La Cour d’appel a conclu que John avait pensé que s’il n’avait pas racheté son associé, les actions seraient allées à ses enfants. Par conséquent, ils hériteraient des parts plutôt que de la succession, puis seraient obligés de les vendre à leur partenaire d’affaires en vertu de la convention des actionnaires. Bien que le défunt soit conscient de la possibilité qu’il ne puisse pas acheter les actions de son associé, il n’a pas donné cette éventualité à son avocat spécialisé dans l’homologation. Cette omission n’était pas accidentelle ou involontaire. L’erreur de Jean ne portait pas sur l’effet juridique du testament, mais sur l’effet juridique de la convention des actionnaires sur la façon exacte dont les actions seraient transférées à la date de son décès. La convention d’actionnaires liait son représentant personnel plutôt que ses héritiers, ce qui faisait en sorte que le remboursement de l’assurance provenait de la succession plutôt que d’un héritier actionnaire et d’un bénéficiaire de l’assurance.

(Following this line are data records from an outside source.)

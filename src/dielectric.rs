//! Parametric dielectric functions built from oscillator models.
//!
//! Drude and Lorentz terms are evaluated as complex permittivities directly.
//! The remaining models define only the imaginary part; the real part follows
//! from a numerical Kramers-Kronig transform over the evaluated energy range.

use nalgebra::Complex;
use ndarray::Array1;
use serde::Deserialize;
use std::f64::consts::PI;

use crate::config::EV_NM;
use crate::ema::nk_from_permittivity;
use crate::material::RawCri;

#[cfg(test)]
mod tests {
    use super::*;

    fn oscillator(model: OscillatorModel) -> Oscillator {
        Oscillator {
            model,
            amplitude: 20.0,
            center: 4.0,
            broadening: 1.0,
            band_gap: 1.5,
            p_energy: 1.0,
            transition: 0.0,
            urbach: 0.5,
        }
    }

    #[test]
    fn offset_only_is_transparent() {
        let df = DielectricFunction {
            e_offset: 2.25,
            energy_range: [1.0, 3.0],
            points: 50,
            oscillators: vec![],
        };
        let raw = df.evaluate();
        assert!(raw.n.iter().all(|&n| (n - 1.5).abs() < 1e-12));
        assert!(raw.k.iter().all(|&k| k.abs() < 1e-12));
        assert!(raw.wavelength.windows(2).all(|w| w[1] > w[0]));
        assert!((raw.wavelength[0] - EV_NM / 3.0).abs() < 1e-9);
    }

    #[test]
    fn tauc_lorentz_is_transparent_below_gap() {
        let df = DielectricFunction {
            e_offset: 1.0,
            energy_range: [0.5, 6.0],
            points: 200,
            oscillators: vec![oscillator(OscillatorModel::TaucLorentz)],
        };
        let raw = df.evaluate();
        // longest wavelength, 0.5 eV, below the 1.5 eV gap
        let last = raw.k.len() - 1;
        assert!(raw.k[last].abs() < 1e-12);
        assert!(raw.k[0] > 0.0);
    }

    #[test]
    fn lorentz_absorbs_near_resonance() {
        let osc = oscillator(OscillatorModel::Lorentz);
        let at_resonance = osc.permittivity(&Array1::from(vec![4.0]))[0];
        let far = osc.permittivity(&Array1::from(vec![1.0]))[0];
        assert!(at_resonance.im > far.im);
        assert!((at_resonance.im - 20.0).abs() < 1e-9);
    }

    #[test]
    fn kramers_kronig_of_zero_is_zero() {
        let energy = Array1::linspace(1.0, 5.0, 40);
        let e1 = kramers_kronig(&Array1::zeros(40), &energy);
        assert!(e1.iter().all(|v| v.abs() < 1e-15));
    }
}

#[derive(Debug, Clone, Copy, Deserialize, PartialEq, Eq)]
#[serde(rename_all = "snake_case")]
pub enum OscillatorModel {
    Gaussian,
    Drude,
    Lorentz,
    TaucLorentz,
    CodyLorentz,
}

/// One oscillator term. Energies in eV.
#[derive(Debug, Clone, Deserialize, PartialEq)]
pub struct Oscillator {
    pub model: OscillatorModel,
    pub amplitude: f64,
    /// Resonance energy (unused by Drude).
    #[serde(default)]
    pub center: f64,
    pub broadening: f64,
    /// Optical gap of Tauc-Lorentz and Cody-Lorentz terms.
    #[serde(default)]
    pub band_gap: f64,
    /// Cody-Lorentz transition energy between the Cody and Lorentz regimes.
    #[serde(default = "default_p_energy")]
    pub p_energy: f64,
    /// Cody-Lorentz offset of the Urbach tail onset above the gap.
    #[serde(default)]
    pub transition: f64,
    /// Cody-Lorentz Urbach energy.
    #[serde(default = "default_urbach")]
    pub urbach: f64,
}

fn default_p_energy() -> f64 {
    1.0
}

fn default_urbach() -> f64 {
    0.5
}

/// Dielectric function `e_offset + Σ oscillators` sampled over a photon-energy range.
#[derive(Debug, Clone, Deserialize, PartialEq)]
pub struct DielectricFunction {
    #[serde(default = "default_offset")]
    pub e_offset: f64,
    /// Photon energy range in eV.
    #[serde(default = "default_energy_range")]
    pub energy_range: [f64; 2],
    #[serde(default = "default_points")]
    pub points: usize,
    #[serde(default)]
    pub oscillators: Vec<Oscillator>,
}

fn default_offset() -> f64 {
    1.0
}

fn default_energy_range() -> [f64; 2] {
    [0.5, 5.0]
}

fn default_points() -> usize {
    100
}

impl Oscillator {
    /// Complex permittivity contribution at each photon energy.
    pub fn permittivity(&self, energy: &Array1<f64>) -> Array1<Complex<f64>> {
        let (amp, en, br) = (self.amplitude, self.center, self.broadening);
        match self.model {
            OscillatorModel::Drude => {
                energy.mapv(|e| Complex::from(amp * br) / Complex::new(e * e, br * e))
            }
            OscillatorModel::Lorentz => {
                energy.mapv(|e| Complex::from(amp * br * en) / Complex::new(en * en - e * e, -br * e))
            }
            _ => {
                let e2 = self.imaginary_part(energy);
                let e1 = kramers_kronig(&e2, energy);
                Array1::from_iter(e1.iter().zip(e2.iter()).map(|(&re, &im)| Complex::new(re, im)))
            }
        }
    }

    fn imaginary_part(&self, energy: &Array1<f64>) -> Array1<f64> {
        let (amp, en, br, eg) = (self.amplitude, self.center, self.broadening, self.band_gap);
        match self.model {
            OscillatorModel::Gaussian => {
                let sigma = br / (2.0 * 2f64.ln().sqrt());
                energy.mapv(|e| {
                    amp * (-((e - en) / sigma).powi(2)).exp()
                        - amp * (-((e + en) / sigma).powi(2)).exp()
                })
            }
            OscillatorModel::TaucLorentz => energy.mapv(|e| {
                if e > eg {
                    amp * br * en * (e - eg).powi(2)
                        / (e * ((e * e - en * en).powi(2) + br * br * e * e))
                } else {
                    0.0
                }
            }),
            OscillatorModel::CodyLorentz => energy.mapv(|e| {
                let cody = (e - eg).powi(2) / ((e - eg).powi(2) + self.p_energy.powi(2));
                let lorentz = amp * en * br * e / ((e * e - en * en).powi(2) + br * br * e * e);
                if e > eg + self.transition {
                    cody * lorentz
                } else {
                    self.transition * cody * lorentz / e
                        * ((e - eg - self.transition) / self.urbach).exp()
                }
            }),
            OscillatorModel::Drude | OscillatorModel::Lorentz => Array1::zeros(energy.len()),
        }
    }
}

/// Real part from the imaginary part by a principal-value trapezoid sum,
/// skipping the singular node: e1(E) = 2/π P∫ E' e2(E') / (E'² − E²) dE'.
pub fn kramers_kronig(e2: &Array1<f64>, energy: &Array1<f64>) -> Array1<f64> {
    let n = energy.len();
    Array1::from_iter((0..n).map(|i| {
        let ei2 = energy[i] * energy[i];
        let integrand = |j: usize| energy[j] * e2[j] / (energy[j] * energy[j] - ei2);
        let mut sum = 0.0;
        for j in 0..n.saturating_sub(1) {
            if j == i || j + 1 == i {
                continue;
            }
            sum += 0.5 * (integrand(j) + integrand(j + 1)) * (energy[j + 1] - energy[j]);
        }
        2.0 / PI * sum
    }))
}

impl DielectricFunction {
    /// Raw (wavelength, n, k) data, wavelength ascending.
    pub fn evaluate(&self) -> RawCri {
        let energy = Array1::linspace(self.energy_range[0], self.energy_range[1], self.points.max(2));
        let mut e = Array1::from_elem(energy.len(), Complex::from(self.e_offset));
        for osc in &self.oscillators {
            e = e + osc.permittivity(&energy);
        }
        // ascending energy is descending wavelength
        let mut wavelength = Vec::with_capacity(energy.len());
        let mut n = Vec::with_capacity(energy.len());
        let mut k = Vec::with_capacity(energy.len());
        for (&en, &eps) in energy.iter().zip(e.iter()).rev() {
            let (ni, ki) = nk_from_permittivity(eps);
            wavelength.push(EV_NM / en);
            n.push(ni);
            k.push(ki);
        }
        RawCri { wavelength, n, k }
    }
}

S’il avait racheté son partenaire, le testateur voulait que ses enfants reçoivent la juste valeur marchande moins l’assurance-vie. S’il avait voulu que ses enfants obtiennent la pleine valeur marchande compte tenu de la convention des actionnaires, il aurait conçu son plan successoral pour les désigner comme bénéficiaires de la succession. John s’est trompé sur l’effet juridique de la convention des actionnaires, et non sur le testament lui-même. Il n’y avait aucune preuve qu’il avait l’intention que ses enfants aient la pleine valeur des actions. Sans une telle intention, le testament ne pourrait pas être rectifié pour changer l’héritage des enfants en un prix boursier complet des actions de NAGESCO.
En conclusion
Ensemble, ces deux arrêts démontrent la tendance récente des tribunaux à utiliser l’intention du testateur pour donner un sens à leurs legs d’une personne morale ou de ses actifs. La Cour d’appel de l’Ontario s’est montrée souple dans l’utilisation du testament du testateur et de l’ACA pour permettre aux testateurs de léguer des biens qu’ils ne possédaient pas personnellement. La clause de rectification des lois successorales de la Colombie-Britannique restreint légèrement cette idée en mettant l’accent sur ce que le testateur avait l’intention de faire plutôt que sur ce qu’il aurait dû faire. La principale différence dans le résultat est la clarté de l’intention du testateur. Lorsqu’une personne décédée ne sait pas exactement comment elle veut que les actifs de la société soient traités, les tribunaux doivent utiliser une preuve extrinsèque plutôt que de simples spéculations ou conjectures pour décider de la disposition testamentaire appropriée des biens. Lorsque les structures corporatives (comme les conventions d’actionnaires) contraignent le testateur, cette preuve extrinsèque ne doit pas être ignorée en faveur de la meilleure voie à suivre.
Les testateurs doivent être clairs et précis dans leurs testaments afin d’éviter de futurs litiges. Lorsqu’il s’agit d’actions de sociétés, elles doivent être sans équivoque en tenant compte de l’incidence de l’entité distincte et de toute convention d’actionnaires ou constitution de la société. Bien que les tribunaux canadiens aient tendance à intégrer l’intention du testateur de surmonter ces obstacles, cette intention doit être explicite dans la preuve pour qu’ils le fassent. Il reste à voir si d’autres provinces canadiennes suivront ces deux précédents en accordant plus de poids à l’intention du testateur dans l’évaluation des legs de sociétés.